Bluey: Well at today’s event, we’re here at the White House with millennials. It’s affecting college campuses, too. What is your message to them?

Azar: What I’m going to say is it’s hitting everyone. I’ll tell you, I was with a young lady a couple weeks ago in the Daytona area, a 17-year-old girl. Her sister has died from opioid overdose, her mother died of opioid overdose, father died of opioid overdose, put in with her grandmother, grandmother is an opioid addict, dies from complications from the overdose.

This young girl, 17, is an addict. She, thank God, is seven weeks clean and she’s hoping to graduate from high school.

She’s living in a group home. It’s in every single generation. That one family, three generations right there. My message to college students is certainly don’t be doing any drugs. There’s bottom line, do not be doing any drugs.

But there’s an extra reason to be extra careful here. Your drugs that you may be doing can be laced with fentanyl. The gangs are putting fentanyl in other products to help get you addicted to opioids and pull you down this path.

Be very careful. I have been with people who have lost loved ones, who were taking what they thought was a street version even of an antidepressant, laced with fentanyl. A young girl I was with also in the Dayton area.

Her best friend of her brother died because he was self-treating for depression, buying street versions of an antidepressant, and had fentanyl in it and killed him. Because it is so potent in such small quantities, it can be a death sentence.

Bluey: And finally, for our audience that’s watching, if they happen to be addicted or know somebody who is, where do they go for help?

Azar: You could go to hhs.gov/opioids. Right there, that’s an entry point. There’s access to resources right there. If you’re in a crisis situation, even go to the emergency room at your hospital. Just seek out that help.
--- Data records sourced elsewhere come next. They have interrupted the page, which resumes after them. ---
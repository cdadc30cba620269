use async_trait::async_trait;

use crate::error::{GenerativeError, Result};
use crate::traits::{GenerateRequest, GenerateResponse, GenerativeClient};

/// Stand-in used when no API key is configured.
///
/// Every call fails with [`GenerativeError::Unavailable`] instead of panicking.
#[derive(Debug, Clone)]
pub struct UnavailableClient {
    reason: String,
}

impl UnavailableClient {
    pub fn new(reason: impl Into<String>) -> Self {
        Self {
            reason: reason.into(),
        }
    }
}

impl Default for UnavailableClient {
    fn default() -> Self {
        Self::new("no generative API key configured")
    }
}

#[async_trait]
impl GenerativeClient for UnavailableClient {
    async fn generate(&self, _request: GenerateRequest) -> Result<GenerateResponse> {
        Err(GenerativeError::Unavailable(self.reason.clone()))
    }

    fn is_available(&self) -> bool {
        false
    }
}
We want to get you into medically assisted treatment, that means we help wean you off of the opioids that you’re on and then get you on their therapies, medical therapies, that we can use that can actually help you deal with this addiction as you transition from this addiction to what may be actually a physical dependence that you have on opioid because your body may have actually become dependent on that.

And that’s okay. We can work with you on that. So seek the treatment though.